JEERS to making a joyful oink. Speaking of pigs, New Hampshire State Representative Peter Hansen is getting a deserved earful today after he was caught referring to women as "vaginas" in an email.
his porka culpa.
The politician was complaining about a bill passed last month which repealed parts of the Stand your Ground self-defense law. ... [U]nder-fire he backed down on Tuesday and apologized to "those who took offense."Y'know what? I'm in a good mood this morning, so I forgive you, Mr. Flaccid Pencildick. OOPS! Did I just think of that, write it, edit it, add it to C&J, and publish it? Sorry, sir. An accident, I assure you. I apologize to those who took offense.
State Republican chair Jennifer Horn denounced Rep. Hansen's comments as "disrespectful and shameful. ... There is no excuse for anybody to use such disrespectful language---especially an elected official. I strongly condemn his disrespectful and shameful remarks."
Five years ago in C&J: April 22, 2008
JEERS to thugs in uniform. Pop quiz! What kind of person does the Pentagon deem to be more worthy of serving their country? Your choices are A) a gay person who obeys the law, or B) a convicted thief, drug abuser or sex offender. If you said B, give yourself an A+:
Data released by a congressional committee shows that the number of soldiers admitted to the Army with felony records jumped from 249 in 2006 to 511 in 2007. And the number of Marines with felonies rose from 208 to 350.And yet over 2,700 honorably-serving gay people have been kicked out since the war started, including a boatload of Arab linguists.
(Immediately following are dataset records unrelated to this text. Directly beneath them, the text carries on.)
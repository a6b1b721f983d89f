//! Tool abstractions for host agents.
//!
//! Tools are data fetchers that provide context to an embedding agent.
//! The host decides when to invoke a tool and how to present its output.

pub mod crypto_price;

use anyhow::Result;
use async_trait::async_trait;

/// Output from a tool invocation.
#[derive(Debug, Clone)]
pub struct ToolOutput {
    /// Name of the tool
    pub name: String,
    /// JSON data from the tool
    pub data: String,
    /// Time taken to fetch (milliseconds)
    pub fetch_time_ms: u64,
}

/// Trait for tools that provide data to an agent.
#[async_trait]
pub trait Tool: Send + Sync {
    /// Get the tool name.
    fn name(&self) -> &str;

    /// Invoke the tool with a free-form query string.
    ///
    /// Tools report their own domain-level failures inside `data`;
    /// an `Err` here means the tool could not produce output at all.
    async fn invoke(&self, query: &str) -> Result<ToolOutput>;
}
//! CoinGecko-backed crypto price lookup.
//!
//! The core operation is [`lookup_price`]: given a free-form token
//! name, query the price endpoint directly and fall back to the search
//! endpoint when the name is not a known provider id. The result is
//! always a structured [`LookupOutcome`] — transport faults and
//! malformed responses are folded into its error variant.
//!
//! Hosts that speak the [`tools::Tool`] interface can mount the same
//! chain through [`CryptoPriceTool`].

pub mod cli;
pub mod lookup;
pub mod tools;
pub mod utils;

pub use lookup::{
    lookup_price, CoinGeckoClient, CoinHit, ErrorResult, FetchError, LookupOutcome, PriceResult,
    PriceSource,
};
pub use tools::crypto_price::CryptoPriceTool;
pub use tools::{Tool, ToolOutput};
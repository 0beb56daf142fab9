//! Persistence of telemetry batches.
//!
//! Messages are written one at a time, in delivery order. A failed write is
//! logged and skipped; it never stops the rest of the batch and never changes
//! the webhook response.

use serde_json::Value;
use tracing::{error, info};

use crate::payload::Message;
use crate::store::{DocumentStore, StoreError, StoredRecord, UNIQUE_ID};

/// Result of persisting a single message.
#[derive(Debug)]
pub enum MessageOutcome {
    Stored { document_id: String },
    Failed { device_id: String, error: PersistError },
}

/// Why a message could not be stored.
#[derive(Debug, thiserror::Error)]
pub enum PersistError {
    #[error("message is not an object: {0}")]
    Malformed(serde_json::Error),
    #[error("payload could not be serialized: {0}")]
    Serialize(serde_json::Error),
    #[error(transparent)]
    Store(#[from] StoreError),
}

impl PersistError {
    /// HTTP status the store answered with, if it answered at all.
    pub fn status(&self) -> Option<u16> {
        match self {
            PersistError::Store(e) => e.status(),
            _ => None,
        }
    }
}

/// Tally of a processed batch.
#[derive(Debug, Default, Clone, Copy, PartialEq, Eq)]
pub struct BatchSummary {
    pub stored: usize,
    pub failed: usize,
}

impl BatchSummary {
    fn record(&mut self, outcome: &MessageOutcome) {
        match outcome {
            MessageOutcome::Stored { .. } => self.stored += 1,
            MessageOutcome::Failed { .. } => self.failed += 1,
        }
    }
}

/// Write every message of a batch to `database_id`/`collection_id`.
pub async fn persist_messages(
    store: &dyn DocumentStore,
    database_id: &str,
    collection_id: &str,
    messages: &[Value],
) -> BatchSummary {
    info!(
        message_count = messages.len(),
        database_id = %database_id,
        collection_id = %collection_id,
        "nrfcloud_batch_start"
    );

    let mut summary = BatchSummary::default();

    for (index, raw) in messages.iter().enumerate() {
        let outcome = persist_message(store, database_id, collection_id, raw).await;

        match &outcome {
            MessageOutcome::Stored { document_id } => {
                info!(index, document_id = %document_id, "nrfcloud_message_stored");
            }
            MessageOutcome::Failed { device_id, error } => {
                error!(
                    index,
                    device_id = %device_id,
                    status = ?error.status(),
                    error = %error,
                    "nrfcloud_message_store_failed"
                );
            }
        }

        summary.record(&outcome);
    }

    info!(
        stored = summary.stored,
        failed = summary.failed,
        "nrfcloud_batch_complete"
    );

    summary
}

async fn persist_message(
    store: &dyn DocumentStore,
    database_id: &str,
    collection_id: &str,
    raw: &Value,
) -> MessageOutcome {
    let device_id = raw
        .get("device_id")
        .and_then(Value::as_str)
        .unwrap_or("unknown")
        .to_string();

    let message = match Message::from_value(raw) {
        Ok(m) => m,
        Err(e) => {
            return MessageOutcome::Failed {
                device_id,
                error: PersistError::Malformed(e),
            }
        }
    };

    let record = match StoredRecord::from_message(&message) {
        Ok(r) => r,
        Err(e) => {
            return MessageOutcome::Failed {
                device_id,
                error: PersistError::Serialize(e),
            }
        }
    };

    match store
        .create_document(database_id, collection_id, UNIQUE_ID, &record)
        .await
    {
        Ok(created) => MessageOutcome::Stored {
            document_id: created.id,
        },
        Err(e) => MessageOutcome::Failed {
            device_id,
            error: e.into(),
        },
    }
}

#[cfg(test)]
mod tests {
    use super::*;
    use crate::store::CreatedDocument;
    use async_trait::async_trait;
    use serde_json::json;
    use std::sync::Mutex;

    /// Store that fails for configured device ids and records the rest.
    #[derive(Default)]
    struct FlakyStore {
        fail_devices: Vec<String>,
        attempts: Mutex<Vec<StoredRecord>>,
    }

    #[async_trait]
    impl DocumentStore for FlakyStore {
        async fn create_document(
            &self,
            database_id: &str,
            collection_id: &str,
            document_id: &str,
            data: &StoredRecord,
        ) -> Result<CreatedDocument, StoreError> {
            assert_eq!(document_id, UNIQUE_ID);
            let mut attempts = self.attempts.lock().unwrap();
            attempts.push(data.clone());

            if data
                .device_id
                .as_ref()
                .is_some_and(|d| self.fail_devices.contains(d))
            {
                return Err(StoreError::Rejected {
                    status: 500,
                    kind: None,
                    message: "boom".to_string(),
                });
            }

            Ok(CreatedDocument {
                id: format!("doc-{}", attempts.len()),
                collection_id: collection_id.to_string(),
                database_id: database_id.to_string(),
            })
        }
    }

    #[tokio::test]
    async fn test_persist_all_messages() {
        let store = FlakyStore::default();
        let messages = vec![
            json!({"device_id": "a", "appId": "TEMP", "ts": "t1", "payload": {"v": 1}}),
            json!({"device_id": "b", "appId": "TEMP", "ts": "t2", "payload": {"v": 2}}),
        ];

        let summary = persist_messages(&store, "db", "coll", &messages).await;

        assert_eq!(summary, BatchSummary { stored: 2, failed: 0 });
        let attempts = store.attempts.lock().unwrap();
        assert_eq!(attempts[0].payload.as_deref(), Some(r#"{"v":1}"#));
        assert_eq!(attempts[1].device_id.as_deref(), Some("b"));
    }

    #[tokio::test]
    async fn test_failure_does_not_stop_batch() {
        let store = FlakyStore {
            fail_devices: vec!["b".to_string()],
            ..Default::default()
        };
        let messages = vec![
            json!({"device_id": "a"}),
            json!({"device_id": "b"}),
            json!({"device_id": "c"}),
        ];

        let summary = persist_messages(&store, "db", "coll", &messages).await;

        assert_eq!(summary, BatchSummary { stored: 2, failed: 1 });
        assert_eq!(store.attempts.lock().unwrap().len(), 3);
    }

    #[tokio::test]
    async fn test_malformed_entry_is_skipped() {
        let store = FlakyStore::default();
        let messages = vec![json!(42), json!({"device_id": "a"})];

        let summary = persist_messages(&store, "db", "coll", &messages).await;

        assert_eq!(summary, BatchSummary { stored: 1, failed: 1 });
        assert_eq!(store.attempts.lock().unwrap().len(), 1);
    }

    #[tokio::test]
    async fn test_failed_outcome_carries_device_id() {
        let store = FlakyStore {
            fail_devices: vec!["nrf-9".to_string()],
            ..Default::default()
        };

        let outcome = persist_message(&store, "db", "coll", &json!({"device_id": "nrf-9"})).await;
        match outcome {
            MessageOutcome::Failed { device_id, error } => {
                assert_eq!(device_id, "nrf-9");
                assert!(matches!(error, PersistError::Store(_)));
                assert_eq!(error.status(), Some(500));
            }
            other => panic!("Expected failure, got {:?}", other),
        }

        let outcome = persist_message(&store, "db", "coll", &json!("nope")).await;
        match outcome {
            MessageOutcome::Failed { device_id, .. } => assert_eq!(device_id, "unknown"),
            other => panic!("Expected failure, got {:?}", other),
        }
    }
}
Yeah---makes perfect sense.
And just one more…
CHEERS to stamps of approval. The United States Postal Service gets two gold stars this week. The first is for saying "FU" to Republican USPS haters by reversing itself and vowing to continue Saturday mail delivery. The second is for making this fanatical lover of lighthouses go "Squeeeee!!! over their just-announced New England Coastal Lighthouses stamp collection. One of them is Portland Head Light, which was commissioned by none other than George Freakin' Washington because he had the foresight to know it would look awesome on a stamp:
Oh, and Dick Nixon died nineteen years ago. If you're interested, here's the high point of his life. Floor's open...What are you cheering and jeering about today?
Today's Shameless C&J Testimonial:-
"I am the senator. You are Bill in Portland Maine. You need to be quiet."